俺は剣を収納。振り返り、カナデたちを見て言う。
「誰も死んでないな……よし、戻るぞ」
「「「「「「「…………」」」」」」」」
全員、黙り込んでしまった……あれ、誰も死んでないよな。
俺は剣を差したまま全員を浮かべ、タルに案内を任せポータルへ。
百七十階層に転移し、全員に刺した剣を抜く。ショートヘア女の腕もしっかり生えたようだ。
全員を見るが……かなりボロボロだ。
武器は壊れ、鎧は砕けている。
カナデは、俯いたまま俺に言う。
「……その、ありがとう。助けてくれて」
「気にするな。それと……お前たちには、まだ早い。もっと鍛えて、装備を整えないと死ぬぞ」
「……そうですね。あの、お礼を……」
カナデだけじゃなく、霧氷刹那に向かっても言ったつもりだ。
轟ですら、自分の無力に打ちひしがれて黙りこんでいる。
俺は少し考えて言う。
「……さっき俺が言ったこと、上層部にちゃんと伝えてくれ。それだけでいい」
「「…………」」
すると、カナデは言う。
「あの!! アトラトル……お願い、あたしたちのチームに入って指導してくれない? 仲間になってほしいの!!」
「なっ……カナデさん!! あの、アトラトルさん。

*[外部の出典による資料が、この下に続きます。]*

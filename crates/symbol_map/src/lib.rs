use std::collections::HashMap;
use std::fs::File;
use std::io::Read;
use std::path::Path;

use thiserror::Error;

#[derive(Debug, Error)]
pub enum MapLoadError {
    #[error("io error: {0}")]
    Io(#[from] std::io::Error),
    #[error("csv error: {0}")]
    Csv(#[from] csv::Error),
}

/// Exchange identifiers and the standardized company name for one ISIN.
#[derive(Debug, Clone, Default, PartialEq)]
pub struct SymbolInfo {
    pub std_company_name: String,
    pub bse_symbol: String,
    pub nse_symbol: String,
}

/// Static ISIN -> symbol reference data, loaded once per run and shared
/// read-only with the normalizer.
///
/// The source asset is a CSV with columns
/// `[companyName, isin, bseSymbol, nseSymbol]` and a header row. Rows with
/// fewer than 4 fields are skipped silently; an empty map is a valid
/// degraded state when the asset cannot be read at all.
#[derive(Debug, Default)]
pub struct SymbolMap {
    entries: HashMap<String, SymbolInfo>,
}

impl SymbolMap {
    pub fn load_csv_file<P: AsRef<Path>>(path: P) -> Result<Self, MapLoadError> {
        let file = File::open(path)?;
        Self::from_reader(file)
    }

    pub fn from_reader<R: Read>(reader: R) -> Result<Self, MapLoadError> {
        let mut csv_reader = csv::ReaderBuilder::new()
            .has_headers(true)
            .flexible(true)
            .from_reader(reader);

        let mut entries = HashMap::new();
        for result in csv_reader.records() {
            let record = result?;
            if record.len() < 4 {
                continue;
            }

            let isin = record[1].trim().to_string();
            if isin.is_empty() {
                continue;
            }

            entries.insert(
                isin,
                SymbolInfo {
                    std_company_name: clean_field(&record[0], " "),
                    bse_symbol: clean_field(&record[2], ""),
                    nse_symbol: clean_field(&record[3], ""),
                },
            );
        }

        Ok(Self { entries })
    }

    pub fn lookup(&self, isin: &str) -> Option<&SymbolInfo> {
        self.entries.get(isin)
    }

    pub fn len(&self) -> usize {
        self.entries.len()
    }

    pub fn is_empty(&self) -> bool {
        self.entries.is_empty()
    }
}

/// Trims the field and collapses embedded line breaks, which show up in
/// hand-maintained mapping files. Company names keep a space where the
/// break was; symbols drop it entirely.
fn clean_field(raw: &str, line_break_replacement: &str) -> String {
    let trimmed = raw.trim();
    if !trimmed.contains('\n') && !trimmed.contains('\r') {
        return trimmed.to_string();
    }
    let mut out = String::with_capacity(trimmed.len());
    let mut in_break = false;
    for c in trimmed.chars() {
        if c == '\r' || c == '\n' {
            if !in_break {
                out.push_str(line_break_replacement);
                in_break = true;
            }
        } else {
            out.push(c);
            in_break = false;
        }
    }
    out
}

#[cfg(test)]
mod tests {
    use super::*;

    const SAMPLE: &str = "\
Company Name,ISIN,BSE Symbol,NSE Symbol
HDFC BANK,INE040A01034,500180,HDFCBANK
RELIANCE INDUSTRIES,INE002A01018,500325,RELIANCE
short row,INE999X99999
TATA CONSULTANCY SERVICES,INE467B01029,532540,TCS
";

    #[test]
    fn test_loads_and_looks_up() {
        let map = SymbolMap::from_reader(SAMPLE.as_bytes()).unwrap();
        assert_eq!(map.len(), 3);

        let info = map.lookup("INE040A01034").unwrap();
        assert_eq!(info.std_company_name, "HDFC BANK");
        assert_eq!(info.bse_symbol, "500180");
        assert_eq!(info.nse_symbol, "HDFCBANK");

        assert!(map.lookup("INE999Z99999").is_none());
    }

    #[test]
    fn test_short_rows_skipped_silently() {
        let map = SymbolMap::from_reader(SAMPLE.as_bytes()).unwrap();
        // The 2-field row must not create an entry.
        assert!(map.lookup("INE999X99999").is_none());
    }

    #[test]
    fn test_embedded_line_breaks_cleaned() {
        let csv = "Company Name,ISIN,BSE Symbol,NSE Symbol\n\"SPLIT\nNAME\",INE123A01016,\"51\n23\",SPLITCO\n";
        let map = SymbolMap::from_reader(csv.as_bytes()).unwrap();
        let info = map.lookup("INE123A01016").unwrap();
        assert_eq!(info.std_company_name, "SPLIT NAME");
        assert_eq!(info.bse_symbol, "5123");
    }

    #[test]
    fn test_empty_input_gives_empty_map() {
        let map = SymbolMap::from_reader("".as_bytes()).unwrap();
        assert!(map.is_empty());
    }
}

私たちのチームに入ってくださいな。どうか、お願いします!!」
二人が頭を下げる。
だが、俺は首を振った。
「俺にはもう、仲間がいる。その申し出を受けることはできない」
「「……え」」
「大事な仲間だ。俺は、そいつらと一緒に戦う。お前たちは、お前たちにできることを」
そう言って、俺はタルに乗ってその場を後にするのだった。
仲間たちの遺した全てが俺の仲間。足手まといは、いらない。